A velha olhou os outros doentes à espera, e murmurou, com ar aborrecido:
— Tanta gente…
Muita gente. E era sempre assim, desde que viera da terra para ali, para se curar. Saía lá da enfermaria, para fazer os exames… e encontrava a sala cheia, sempre.
— Há tanta gente doente…
E os olhos, húmidos, miravam tudo.
— Mas eu sou um velha “carcaça”. Não presto para nada… Inda que os novos se tratem… mas eu… eu não me curo, não. Já sou muito velha.
— Ora, ora, a tia Ferreira tira agora um “retrato”, vai ficar toda bonita e vai ver que já está boa e já se pode ir embora para a sua terra.
— Para a terra…
O pensamento voava-lhe. As esperanças de novo lhe vinham. Os olhos húmidos ficavam-lhe secos e a cara de menina-velha tomava vida.
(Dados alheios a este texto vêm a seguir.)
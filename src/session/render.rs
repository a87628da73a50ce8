//! Pure menu rendering
//!
//! `render` maps session state to menu content with no transport calls,
//! so every transition stays independently testable. The dispatcher performs
//! the actual edit of the single menu message.

use crate::domain::model::format_hms;
use crate::domain::rules::suggested_max_clips;
use crate::ports::{Button, MenuView};
use crate::session::{SelectionSession, SessionState};

/// Render the menu for the session's current state
pub fn render(session: &SelectionSession, max_clips: u32) -> MenuView {
    let mut text = format!(
        "Title: {}\nDuration: ~{}\n",
        session.source_title,
        format_hms(session.source_duration)
    );

    match session.state {
        SessionState::AwaitingCustomRange => {
            text.push_str(
                "Send a range as text, e.g. `00H08M10S-00H09M20S`, `2:32-3:23`, or `152-203`.\n",
            );
        }
        SessionState::Submitted => {
            text.push_str("Working on it…\n");
        }
        _ => {
            text.push_str("Pick clip duration, count, and quality:\n");
        }
    }

    text.push_str(&selection_summary(session));
    // Placement is a fixed positional heuristic, never claimed as popularity
    text.push_str(
        "\nClip positions are spread over the video by a fixed rule, not by view counts.",
    );

    MenuView {
        text,
        buttons: button_rows(session, max_clips),
    }
}

fn selection_summary(session: &SelectionSession) -> String {
    let mut lines = String::new();
    if let Some(duration) = session.selected_duration {
        lines.push_str(&format!("Clip length: {}s\n", duration));
    }
    if let Some(range) = session.selected_range {
        lines.push_str(&format!("Range: {} ({}s)\n", range, range.len_seconds()));
    }
    if let Some(count) = session.selected_count {
        lines.push_str(&format!("Clips: {}\n", count));
    }
    if let Some(quality_id) = &session.selected_quality {
        let label = session
            .qualities
            .iter()
            .find(|q| &q.id == quality_id)
            .map(|q| q.label.as_str())
            .unwrap_or(quality_id.as_str());
        lines.push_str(&format!("Quality: {}\n", label));
    }
    if session.state == SessionState::Ready {
        lines.push_str("Ready to go. Press Start.\n");
    }
    lines
}

fn button_rows(session: &SelectionSession, max_clips: u32) -> Vec<Vec<Button>> {
    let mut rows = Vec::new();
    if session.state == SessionState::Submitted {
        return rows;
    }

    // Duration buttons are withheld while a custom range is being typed
    if session.state != SessionState::AwaitingCustomRange {
        rows.push(vec![
            Button::new("5s", "dur:5"),
            Button::new("10s", "dur:10"),
            Button::new("20s", "dur:20"),
            Button::new("30s", "dur:30"),
            Button::new("Custom", "dur:custom"),
        ]);
    }

    for quality in &session.qualities {
        rows.push(vec![Button::new(
            &quality.label,
            format!("fmt:{}", quality.id),
        )]);
    }

    if session.state != SessionState::AwaitingCustomRange {
        let cap = suggested_max_clips(session.source_duration, max_clips);
        let row = (1..=cap)
            .map(|i| {
                let label = if i == 1 {
                    "1 clip".to_string()
                } else {
                    format!("{} clips", i)
                };
                Button::new(label, format!("count:{}", i))
            })
            .collect();
        rows.push(row);
    }

    let mut actions = Vec::new();
    if session.state == SessionState::Ready {
        actions.push(Button::new("Start", "submit"));
    }
    actions.push(Button::new("Download full video", "full"));
    actions.push(Button::new("Cancel", "cancel"));
    rows.push(actions);

    rows
}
Havia de ir para a terra. Havia, sim senhora! Ora ora, que estava ela com aquelas lamechices? Também, ela não era velha por aí além, que diabo! Diabo. Diabo, não! Não devia falar nele!... Pensar só em Nosso Senhor. Isso! Em Nosso Senhor e na Virgem… naquela lá da capela… na dos anjinhos aos pés… como se chama ela? O senhor abade é que sabia! Ora, era a Virgem!... Só há uma, porquê chamar-lhe tantos nomes? Pois, então, não falar do diabo — t’arrenego! — falar em Deus, na Virgem e nos santinhos… — e em seu Manel, sempre solteirinho, mas que havia de casar. Ai, havia, havia! Quando viesse lá das Franças… E ela havia de ver! Havia de curar-se! Havia! O “retrato” havia de ficar bonito, pró senhor doutor lhe dizer que já faltava pouco… Havia… havia…
— Mas é preciso a gente não respirar para ficar bem, não é?...
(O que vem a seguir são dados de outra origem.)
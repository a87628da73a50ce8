// Job orchestrator - Executes one submitted selection

use std::future::Future;
use std::sync::atomic::{AtomicU64, Ordering};
use std::sync::Arc;
use std::time::Duration;

use tracing::{error, info, warn};

use crate::app::janitor::JobWorkspace;
use crate::app::progress::ProgressReporter;
use crate::app::router::OutputRouter;
use crate::config::Config;
use crate::domain::model::{
    ClipJob, JobOutcome, JobStatus, Segment, SegmentsSpec, Selection, SourceInfo,
};
use crate::domain::rules::plan_segments;
use crate::error::{ClipmillError, ClipmillResult};
use crate::ports::{ChatPort, HostingUploader, SegmentExtractor, SourceResolver, UserId};
use crate::utils::{safe_filename, truncate_for_display};

/// Uniform retry policy for transient external failures
#[derive(Debug, Clone, Copy)]
pub struct RetryPolicy {
    pub max_attempts: u32,
    pub per_attempt_timeout: Duration,
}

impl RetryPolicy {
    /// Run `op` until it succeeds, attempts are exhausted, or an attempt
    /// times out. A timeout counts as that attempt's failure.
    pub async fn run<T, F, Fut>(&self, mut op: F) -> ClipmillResult<T>
    where
        F: FnMut() -> Fut,
        Fut: Future<Output = ClipmillResult<T>>,
    {
        let mut last_error = ClipmillError::Timeout(self.per_attempt_timeout);
        for attempt in 1..=self.max_attempts.max(1) {
            match tokio::time::timeout(self.per_attempt_timeout, op()).await {
                Ok(Ok(value)) => return Ok(value),
                Ok(Err(e)) => {
                    warn!("Attempt {}/{} failed: {}", attempt, self.max_attempts, e);
                    last_error = e;
                }
                Err(_) => {
                    warn!(
                        "Attempt {}/{} timed out after {:?}",
                        attempt, self.max_attempts, self.per_attempt_timeout
                    );
                    last_error = ClipmillError::Timeout(self.per_attempt_timeout);
                }
            }
        }
        Err(last_error)
    }
}

/// Executes a submitted selection: resolves the source, extracts segments
/// with retries, reports progress, routes artifacts, and cleans up
/// unconditionally. One instance serves all users; each run is independent.
pub struct JobOrchestrator {
    resolver: Arc<dyn SourceResolver>,
    extractor: Arc<dyn SegmentExtractor>,
    uploader: Arc<dyn HostingUploader>,
    chat: Arc<dyn ChatPort>,
    config: Arc<Config>,
    next_job_id: AtomicU64,
    jobs_completed: AtomicU64,
}

impl JobOrchestrator {
    pub fn new(
        resolver: Arc<dyn SourceResolver>,
        extractor: Arc<dyn SegmentExtractor>,
        uploader: Arc<dyn HostingUploader>,
        chat: Arc<dyn ChatPort>,
        config: Arc<Config>,
    ) -> Self {
        Self {
            resolver,
            extractor,
            uploader,
            chat,
            config,
            next_job_id: AtomicU64::new(0),
            jobs_completed: AtomicU64::new(0),
        }
    }

    /// Total jobs that have run to completion, any outcome
    pub fn completed_jobs(&self) -> u64 {
        self.jobs_completed.load(Ordering::SeqCst)
    }

    /// Run one job to completion.
    ///
    /// Faults at the job boundary are caught and summarized to the user in
    /// truncated form; workspace cleanup and the terminal deletion of the
    /// status message happen on every exit path.
    pub async fn run(&self, user: UserId, selection: Selection) -> JobOutcome {
        let job_id = self.next_job_id.fetch_add(1, Ordering::SeqCst) + 1;
        info!("Job {} started for user {}", job_id, user);

        let reporter = ProgressReporter::start(Arc::clone(&self.chat), user).await;
        let outcome = match self.run_inner(user, job_id, &selection, &reporter).await {
            Ok(outcome) => outcome,
            Err(fault) => {
                error!("Job {} faulted: {}", job_id, fault);
                let text = format!(
                    "Error during processing: {}",
                    truncate_for_display(&fault.to_string(), 200)
                );
                let _ = self.chat.send_message(user, &text).await;
                JobOutcome {
                    aborted: Some(fault.to_string()),
                    ..JobOutcome::default()
                }
            }
        };

        if outcome.aborted.is_none() {
            let _ = self
                .chat
                .send_message(user, &summarize(&outcome))
                .await;
        }

        self.jobs_completed.fetch_add(1, Ordering::SeqCst);
        info!(
            "Job {} finished: {} succeeded, {} failed",
            job_id,
            outcome.succeeded_segments,
            outcome.failed_segments.len()
        );
        // Terminal status-message deletion is the last observable action
        reporter.finish().await;
        outcome
    }

    async fn run_inner(
        &self,
        user: UserId,
        job_id: u64,
        selection: &Selection,
        reporter: &ProgressReporter,
    ) -> ClipmillResult<JobOutcome> {
        // Workspace first: dropped at the end of this scope on every path
        let workspace = JobWorkspace::create(&self.config.temp_dir)?;
        let mut job = ClipJob::new(job_id, selection.clone());

        // Step 1: resolve metadata, single attempt, timeout-bounded
        job.status = JobStatus::Downloading;
        let info = match self.resolve_source(&selection.source).await {
            Ok(info) => info,
            Err(e) => {
                warn!("Job {} aborted at resolution: {}", job_id, e);
                let _ = self
                    .chat
                    .send_message(user, "Failed to read the video. Try again later.")
                    .await;
                return Ok(JobOutcome {
                    aborted: Some(e.to_string()),
                    ..JobOutcome::default()
                });
            }
        };

        // Step 2: segment positions
        let segments = segments_for(selection, &info);
        if segments.is_empty() {
            let _ = self.chat.send_message(user, "Nothing to clip.").await;
            return Ok(JobOutcome {
                aborted: Some("no segments".to_string()),
                ..JobOutcome::default()
            });
        }
        job.requested_segments = segments.clone();

        // Step 3/4: extract each segment with retries, progress after each
        job.status = JobStatus::Extracting;
        let retry = RetryPolicy {
            max_attempts: self.config.extract_retry_attempts,
            per_attempt_timeout: self.config.per_call_timeout(),
        };
        let total = segments.len();
        let mut outcome = JobOutcome::default();
        let mut produced = Vec::new();
        reporter.update(0, total, "Starting extraction").await;
        for (index, segment) in segments.iter().enumerate() {
            let result = retry
                .run(|| {
                    self.extractor.extract(
                        &selection.source,
                        &selection.quality_id,
                        *segment,
                        workspace.path(),
                    )
                })
                .await;
            match result {
                Ok(path) => {
                    outcome.succeeded_segments += 1;
                    produced.push((index, path));
                }
                Err(e) => {
                    // One segment exhausting retries never aborts siblings
                    warn!("Job {} segment {} failed: {}", job_id, index + 1, e);
                    outcome.failed_segments.push((index, e.to_string()));
                }
            }
            let completed = index + 1;
            job.progress_percent = (completed * 100 / total) as u8;
            reporter
                .update(completed, total, &format!("Processed {}/{}", completed, total))
                .await;
        }

        // Step 5: route every produced artifact
        job.status = JobStatus::Routing;
        let router = OutputRouter::new(
            Arc::clone(&self.chat),
            Arc::clone(&self.uploader),
            self.config.size_threshold_bytes,
            self.config.per_call_timeout(),
        );
        let stem = safe_filename(&selection.title);
        for (index, path) in produced {
            let caption = format!("{} {}/{} · {}", stem, index + 1, total, segments[index]);
            let artifact = router.route(user, path, &caption).await;
            outcome.artifacts.push(artifact);
        }

        job.status = if outcome.succeeded_segments > 0 {
            JobStatus::Done
        } else {
            JobStatus::Failed
        };
        job.outputs = outcome.artifacts.clone();
        Ok(outcome)
    }

    async fn resolve_source(&self, reference: &str) -> ClipmillResult<SourceInfo> {
        match tokio::time::timeout(self.config.per_call_timeout(), self.resolver.resolve(reference))
            .await
        {
            Ok(result) => result,
            Err(_) => Err(ClipmillError::Timeout(self.config.per_call_timeout())),
        }
    }
}

/// Turn a selection into concrete segments against resolved duration
fn segments_for(selection: &Selection, info: &SourceInfo) -> Vec<Segment> {
    match &selection.segments {
        SegmentsSpec::Planned { clip_len, count } => {
            plan_segments(info.duration_seconds, *clip_len, *count)
        }
        SegmentsSpec::Explicit(segment) => vec![*segment],
        SegmentsSpec::Full => Segment::new(0, info.duration_seconds.max(1))
            .map(|s| vec![s])
            .unwrap_or_default(),
    }
}

/// Final per-job summary: counts plus per-item delivery results
fn summarize(outcome: &JobOutcome) -> String {
    let mut text = format!(
        "Done: {}/{} clips produced.",
        outcome.succeeded_segments,
        outcome.total_segments()
    );
    for artifact in &outcome.artifacts {
        if let Some(link) = &artifact.hosted_link {
            text.push_str(&format!("\nHosted: {}", link));
        } else if let Some(reason) = &artifact.failure_reason {
            text.push_str(&format!("\nDelivery failed: {}", reason));
        }
    }
    for (index, reason) in &outcome.failed_segments {
        text.push_str(&format!("\nClip {} failed: {}", index + 1, reason));
    }
    text
}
— Temos de encher os pulmões…
— Ah… e depois não se respira, não é?
— Pois é.
— Então é assim que farei!
E ficou-se, num mutismo que deixava adivinhar um mundo de pensamentos na cabeça baixa, de olhos no chão.
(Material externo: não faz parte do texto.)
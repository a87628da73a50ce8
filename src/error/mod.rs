//! Error handling module for Clipmill

use std::time::Duration;
use thiserror::Error;

/// Main error type for Clipmill operations
#[derive(Error, Debug)]
pub enum ClipmillError {
    /// Free-form time text could not be parsed
    #[error("Unrecognized time text: {text}. Expected forms like 2:32-3:23, 00H08M10S-00H09M20S, or 152-203")]
    ParseError { text: String },

    /// Invalid or forbidden combination of selection fields
    #[error("Invalid selection: {0}")]
    SelectionConflict(String),

    /// An event arrived with no matching session
    #[error("No active selection for this user")]
    SessionExpired,

    /// Source metadata could not be resolved
    #[error("Failed to resolve source: {0}")]
    SourceResolutionFailure(String),

    /// A single segment failed to extract
    #[error("Extraction failed for segment {index}: {message}")]
    ExtractionFailure { index: usize, message: String },

    /// Hosted upload of one artifact failed
    #[error("Upload failed: {0}")]
    UploadFailure(String),

    /// An external call exceeded its deadline
    #[error("Operation timed out after {0:?}")]
    Timeout(Duration),

    /// Chat transport call failed
    #[error("Transport error: {0}")]
    Transport(String),

    /// Invalid configuration value
    #[error("Invalid configuration: {0}")]
    Config(String),

    /// I/O error
    #[error("I/O error: {0}")]
    Io(#[from] std::io::Error),
}

/// Result type alias for Clipmill operations
pub type ClipmillResult<T> = std::result::Result<T, ClipmillError>;
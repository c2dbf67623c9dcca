//! # OS-process petition.
//!
//! [`ProcessPetition`] runs a command as a separate OS process in its own
//! process group, streams merged stdout/stderr lines back to the owning
//! client and delivers the exit code as the final frame.
//!
//! Running each petition in a dedicated process keeps the orchestrator
//! isolated from worker crashes and makes cancellation a signal-delivery
//! problem: [`ProcessPetition::terminate`] sends the configured signal to
//! the recorded pid, or to the whole process group when
//! `kill_process_group` is set.
//!
//! ## Rules
//! - The child is spawned with `process_group(0)` so group signalling
//!   reaches every descendant.
//! - `ESRCH` (no such process) counts as successful termination — the
//!   worker may already be gone.
//! - `EPERM` is a failure and is reported to the caller.

use std::process::Stdio;

use async_trait::async_trait;
use nix::errno::Errno;
use nix::sys::signal::{self, Signal};
use nix::unistd::Pid;
use tokio::io::{AsyncBufReadExt, BufReader};
use tokio::process::Command;
use tracing::{debug, warn};

use crate::error::PetitionError;
use crate::petitions::handle::ActionContext;
use crate::petitions::petition::{
    Counters, Petition, PetitionId, PetitionRef, Priority, WorkerPid,
};

/// Petition that runs an OS command and signals it on cancellation.
pub struct ProcessPetition {
    id: PetitionId,
    priority: Priority,
    program: String,
    args: Vec<String>,
    signal: Signal,
    kill_process_group: bool,
    max_running: Option<usize>,
}

impl ProcessPetition {
    /// Creates a petition running `program` with `args`.
    ///
    /// Defaults: `SIGTERM` on cancellation, single-pid delivery, no
    /// admission limit.
    pub fn new(
        id: impl Into<PetitionId>,
        priority: Priority,
        program: impl Into<String>,
        args: impl IntoIterator<Item = impl Into<String>>,
    ) -> Self {
        Self {
            id: id.into(),
            priority,
            program: program.into(),
            args: args.into_iter().map(Into::into).collect(),
            signal: Signal::SIGTERM,
            kill_process_group: false,
            max_running: None,
        }
    }

    /// Sets the signal delivered on cancellation.
    pub fn with_signal(mut self, signal: Signal) -> Self {
        self.signal = signal;
        self
    }

    /// Delivers the cancellation signal to the whole process group.
    pub fn with_process_group(mut self) -> Self {
        self.kill_process_group = true;
        self
    }

    /// Caps admission: the petition starts only while fewer than `slots`
    /// petitions are running.
    pub fn with_slots(mut self, slots: usize) -> Self {
        self.max_running = Some(slots);
        self
    }

    /// Finishes the builder as a shared [`PetitionRef`].
    pub fn arc(self) -> PetitionRef {
        std::sync::Arc::new(self)
    }
}

#[async_trait]
impl Petition for ProcessPetition {
    fn id(&self) -> &PetitionId {
        &self.id
    }

    fn priority(&self) -> Priority {
        self.priority
    }

    fn condition(&self, counters: &Counters) -> bool {
        match self.max_running {
            Some(slots) => counters.running < slots,
            None => true,
        }
    }

    async fn execute(&self, ctx: ActionContext) -> Result<(), PetitionError> {
        let mut cmd = Command::new(&self.program);
        cmd.args(&self.args)
            .stdin(Stdio::null())
            .stdout(Stdio::piped())
            .stderr(Stdio::piped());
        #[cfg(unix)]
        cmd.process_group(0);

        let mut child = cmd.spawn().map_err(PetitionError::Spawn)?;
        if let Some(pid) = child.id() {
            ctx.report_pid(pid as WorkerPid);
        }

        let stdout = child.stdout.take();
        let stderr = child.stderr.take();
        let mut out_lines = stdout.map(|s| BufReader::new(s).lines());
        let mut err_lines = stderr.map(|s| BufReader::new(s).lines());

        // Drain both pipes until EOF; the child decides interleaving.
        let mut out_done = out_lines.is_none();
        let mut err_done = err_lines.is_none();
        while !(out_done && err_done) {
            tokio::select! {
                line = read_next(&mut out_lines), if !out_done => match line? {
                    Some(l) => ctx.line(l),
                    None => out_done = true,
                },
                line = read_next(&mut err_lines), if !err_done => match line? {
                    Some(l) => ctx.line(l),
                    None => err_done = true,
                },
            }
        }

        let status = child.wait().await?;
        let code = status.code();
        debug!(id = %self.id, ?code, "worker exited");
        ctx.done(code);
        Ok(())
    }

    fn terminate(&self, pid: Option<WorkerPid>) -> bool {
        let Some(pid) = pid.filter(|p| *p > 0) else {
            warn!(id = %self.id, "terminate requested before a pid was recorded");
            return false;
        };

        let target = if self.kill_process_group {
            Pid::from_raw(-pid)
        } else {
            Pid::from_raw(pid)
        };

        match signal::kill(target, self.signal) {
            Ok(()) => true,
            // Already dead is fine; the worker finished on its own.
            Err(Errno::ESRCH) => true,
            Err(err) => {
                warn!(id = %self.id, pid, %err, "failed to signal worker");
                false
            }
        }
    }
}

async fn read_next(
    lines: &mut Option<tokio::io::Lines<BufReader<impl tokio::io::AsyncRead + Unpin>>>,
) -> Result<Option<String>, PetitionError> {
    match lines {
        Some(l) => Ok(l.next_line().await?),
        None => Ok(None),
    }
}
Aconchegou a túnica de flanela, o hábito do hospital, e disse, como se falasse consigo mesma:
— Pobre diabo, que nem saia tens…

27 de Julho de 1972






7 comentários:

  1. O mundo interior de uma pessoa idosa, presa no seu próprio labirinto de incertezas e uma ténue esperança de regresso às raízes. A componente religiosa e um Crer que é suporte de um querer regressar a um passado, mesmo que consciente de uma realidade demolidora, que se expressa numa lamuria:
    - Pobre diabo, que nem saia tens ...

    Bonito conto ...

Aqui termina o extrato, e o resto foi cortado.